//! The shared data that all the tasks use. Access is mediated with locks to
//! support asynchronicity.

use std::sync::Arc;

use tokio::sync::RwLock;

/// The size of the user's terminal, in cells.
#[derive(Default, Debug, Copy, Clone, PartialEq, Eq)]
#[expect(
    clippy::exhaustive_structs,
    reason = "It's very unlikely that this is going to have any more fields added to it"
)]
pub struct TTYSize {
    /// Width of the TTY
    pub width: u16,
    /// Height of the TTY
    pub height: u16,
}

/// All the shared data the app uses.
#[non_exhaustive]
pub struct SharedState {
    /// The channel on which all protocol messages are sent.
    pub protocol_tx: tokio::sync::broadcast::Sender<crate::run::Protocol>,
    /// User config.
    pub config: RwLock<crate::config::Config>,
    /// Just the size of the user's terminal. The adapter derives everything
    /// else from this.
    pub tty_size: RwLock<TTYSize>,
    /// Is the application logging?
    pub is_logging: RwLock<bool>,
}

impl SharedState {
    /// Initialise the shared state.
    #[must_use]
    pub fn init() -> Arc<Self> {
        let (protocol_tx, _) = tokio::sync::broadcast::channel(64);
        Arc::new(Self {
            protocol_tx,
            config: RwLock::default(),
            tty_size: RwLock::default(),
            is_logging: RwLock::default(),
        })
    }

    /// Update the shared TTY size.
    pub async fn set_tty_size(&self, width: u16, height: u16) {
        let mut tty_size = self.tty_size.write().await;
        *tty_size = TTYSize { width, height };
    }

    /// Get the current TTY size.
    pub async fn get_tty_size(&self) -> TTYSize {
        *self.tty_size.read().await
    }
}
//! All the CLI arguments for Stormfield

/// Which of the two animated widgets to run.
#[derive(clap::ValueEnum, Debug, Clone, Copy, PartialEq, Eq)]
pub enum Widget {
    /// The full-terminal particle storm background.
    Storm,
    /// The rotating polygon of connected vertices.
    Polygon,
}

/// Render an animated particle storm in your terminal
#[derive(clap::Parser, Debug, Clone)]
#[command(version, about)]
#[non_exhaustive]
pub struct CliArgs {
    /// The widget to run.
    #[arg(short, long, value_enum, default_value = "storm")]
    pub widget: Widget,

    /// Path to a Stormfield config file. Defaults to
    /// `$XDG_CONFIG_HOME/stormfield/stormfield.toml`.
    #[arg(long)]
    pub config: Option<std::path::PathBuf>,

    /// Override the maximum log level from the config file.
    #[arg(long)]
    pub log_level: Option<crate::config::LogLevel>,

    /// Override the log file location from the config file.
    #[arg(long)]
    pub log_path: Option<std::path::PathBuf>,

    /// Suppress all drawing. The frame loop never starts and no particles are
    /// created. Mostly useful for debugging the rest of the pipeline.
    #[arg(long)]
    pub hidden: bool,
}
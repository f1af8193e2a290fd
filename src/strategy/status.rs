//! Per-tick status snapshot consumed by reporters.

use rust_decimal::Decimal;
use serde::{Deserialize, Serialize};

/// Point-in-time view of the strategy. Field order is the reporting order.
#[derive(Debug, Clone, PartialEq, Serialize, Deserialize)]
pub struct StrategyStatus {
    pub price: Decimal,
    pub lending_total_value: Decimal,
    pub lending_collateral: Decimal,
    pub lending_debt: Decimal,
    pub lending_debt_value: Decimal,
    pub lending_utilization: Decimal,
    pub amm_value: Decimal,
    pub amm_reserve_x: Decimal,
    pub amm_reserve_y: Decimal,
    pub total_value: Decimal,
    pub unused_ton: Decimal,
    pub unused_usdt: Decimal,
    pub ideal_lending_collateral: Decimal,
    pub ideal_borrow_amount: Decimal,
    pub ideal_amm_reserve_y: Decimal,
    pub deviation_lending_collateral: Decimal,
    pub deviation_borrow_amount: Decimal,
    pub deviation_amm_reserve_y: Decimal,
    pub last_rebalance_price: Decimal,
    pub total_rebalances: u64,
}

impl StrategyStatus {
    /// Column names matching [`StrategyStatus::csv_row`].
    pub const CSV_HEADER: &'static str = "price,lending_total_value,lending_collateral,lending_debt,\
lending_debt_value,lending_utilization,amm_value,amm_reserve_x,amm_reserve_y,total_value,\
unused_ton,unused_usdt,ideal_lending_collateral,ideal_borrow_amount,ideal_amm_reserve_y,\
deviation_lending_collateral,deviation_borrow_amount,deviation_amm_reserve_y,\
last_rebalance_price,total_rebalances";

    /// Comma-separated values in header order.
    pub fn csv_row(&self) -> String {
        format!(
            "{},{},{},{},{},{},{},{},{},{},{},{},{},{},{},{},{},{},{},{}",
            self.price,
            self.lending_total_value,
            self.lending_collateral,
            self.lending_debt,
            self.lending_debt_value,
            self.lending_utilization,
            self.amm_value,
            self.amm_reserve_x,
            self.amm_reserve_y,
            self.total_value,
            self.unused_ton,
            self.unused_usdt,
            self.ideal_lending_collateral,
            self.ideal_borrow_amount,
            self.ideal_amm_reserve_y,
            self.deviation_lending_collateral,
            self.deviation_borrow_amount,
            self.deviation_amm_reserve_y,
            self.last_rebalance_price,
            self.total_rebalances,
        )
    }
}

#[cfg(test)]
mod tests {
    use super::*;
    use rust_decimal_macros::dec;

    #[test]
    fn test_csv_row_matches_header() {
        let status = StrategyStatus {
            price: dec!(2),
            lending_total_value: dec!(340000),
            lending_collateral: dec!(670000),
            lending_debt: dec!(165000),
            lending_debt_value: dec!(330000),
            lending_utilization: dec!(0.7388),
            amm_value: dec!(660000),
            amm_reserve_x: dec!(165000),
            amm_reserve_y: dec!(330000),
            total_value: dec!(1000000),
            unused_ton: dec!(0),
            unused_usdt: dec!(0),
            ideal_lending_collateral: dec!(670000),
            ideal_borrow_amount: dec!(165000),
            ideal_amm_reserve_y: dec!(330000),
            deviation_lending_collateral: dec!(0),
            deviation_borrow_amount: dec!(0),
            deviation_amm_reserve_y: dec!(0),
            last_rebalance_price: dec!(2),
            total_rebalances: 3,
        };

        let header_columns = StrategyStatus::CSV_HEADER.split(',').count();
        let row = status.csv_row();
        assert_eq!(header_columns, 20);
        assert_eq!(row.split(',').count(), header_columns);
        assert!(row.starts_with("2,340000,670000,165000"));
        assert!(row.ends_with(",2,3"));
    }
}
━━━━━━━━━━━━━━━━
* Assignment *
Take the word "Deserialize" and find each line of the material that contains it. Copy those lines.

* Solution to this problem *
use serde::{Deserialize, Serialize};
#[derive(Debug, Clone, PartialEq, Serialize, Deserialize)]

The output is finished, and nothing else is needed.